Last night, in an effort to take advantage of an empty house and avoid cleaning a messy play room and kitchen, I sat down at the table, blank canvas in front of me, photograph in hand, and started laying down the first layer of paint. I decided that since the nest was well hidden in the jasmine that the entire background would be various shades of green.
I then laid in a patch of light blue for the eggs, and began to build a burnt umber nest on top of the green and blue.
As I laid in color after color using different sized brushes and strokes, the canvas began to exhibit something that looked like a nest – so many layers and still so many more to go.
As I laid in the last swipes of color for branches and leaves, I stepped back to see what, if anything, was missing. I wasn’t unhappy with the painting but I soon began to realize that I had made a few choices in the background that stole the whole point of the painting – that delicately built nest – the manger for life didn’t captivate the impact I had envisioned.

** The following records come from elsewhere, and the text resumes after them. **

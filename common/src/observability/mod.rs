//! Observability: Prometheus metrics and tracing setup.

mod metrics;
mod tracing;

pub use metrics::{MetricsContext, MetricsServerConfig};
pub use tracing::init_tracing;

Reflecting on the process of bringing a dream to life, I began worry about what other people would think about the painting. I glanced back at the newly painted nest. A huge epiphany opened my eyes to the fact that I had not painted this piece for anyone other than myself. I had just realized one of my dreams – I created an original piece of art from one of my very own photographs. I had just figured out how to make it all come to life. I realized that in all things, it’s not always going to be perfect the first time. Each stroke on that canvas was a prayer, a tiny stroke of hope that built up to something so incredibly delicate and so perfectly balanced – the reality of a dream.
I am happy to share with all of you the reality of another dream – the sharing of these thoughts and experiences with you through this blog.
Thank you for your faith, hope, love and encouragement as I develop my voice.